Common genetic variants have been shown to modify BRCA1 penetrance. The aim of this study was to validate these reports in a special cohort of Norwegian BRCA1 mutation carriers that were selected for their extreme age of onset of disease.
The ten variants rs13387042, rs3803662, rs8170, rs9397435, rs700518, rs10046, rs3834129, rs1045485, rs2363956 and rs16942 were selected to be tested on samples from our biobank. We selected female BRCA1 mutation carriers having had a diagnosis of breast or ovarian cancer below 40 years of age (young cancer group, N = 40), and mutation carriers having had neither breast nor ovarian cancer above 60 years of age (i.e., old no cancer group, N = 38). Relative risks and odd ratios of belonging to the young cancer versus old no cancer groups were calculated as a function of having or not having the SNPs in question.

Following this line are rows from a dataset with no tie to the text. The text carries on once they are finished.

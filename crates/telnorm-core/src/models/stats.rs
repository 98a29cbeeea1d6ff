use std::fmt;

use serde::Serialize;

/// Counts that make "fewer metrics than expected" observable.
#[derive(Debug, Clone, Copy, Default, PartialEq, Eq, Serialize)]
pub struct CollectionStats {
    /// Nodes matched by interface paths.
    pub candidates: usize,
    /// Instances discovered.
    pub instances: usize,
    /// Candidate nodes without a usable identifier.
    pub skipped: usize,
    /// Instance ids seen more than once.
    pub duplicates: usize,
    /// Metrics emitted.
    pub metrics: usize,
    /// Metrics whose raw value was found but did not convert.
    pub dropped: usize,
    /// Metrics whose path resolved to nothing.
    pub misses: usize,
}

impl CollectionStats {
    pub fn merge(&mut self, other: &CollectionStats) {
        self.candidates += other.candidates;
        self.instances += other.instances;
        self.skipped += other.skipped;
        self.duplicates += other.duplicates;
        self.metrics += other.metrics;
        self.dropped += other.dropped;
        self.misses += other.misses;
    }
}

impl fmt::Display for CollectionStats {
    fn fmt(&self, f: &mut fmt::Formatter<'_>) -> fmt::Result {
        write!(
            f,
            "{} instances ({} candidates, {} skipped, {} duplicate), {} metrics ({} dropped, {} missing)",
            self.instances,
            self.candidates,
            self.skipped,
            self.duplicates,
            self.metrics,
            self.dropped,
            self.misses
        )
    }
}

Five of the ten variants were found to be significantly associated with early onset cancer. Some of the variation between our results and those previously reported may be ascribed to stochastic effects in our limited number of patient studies, and/or genetic drift in linkage disequilibrium in the genetically isolated Norwegian population. This is in accordance with the understanding that the SNPs are markers in linkage disequilibrium with their respective disease-causing genetic variants, and that this may vary between different populations.
The results confirmed associations previously reported, with the notion that the degree of association may differ between other populations, which must be considered when discussing the clinical use of the associations described.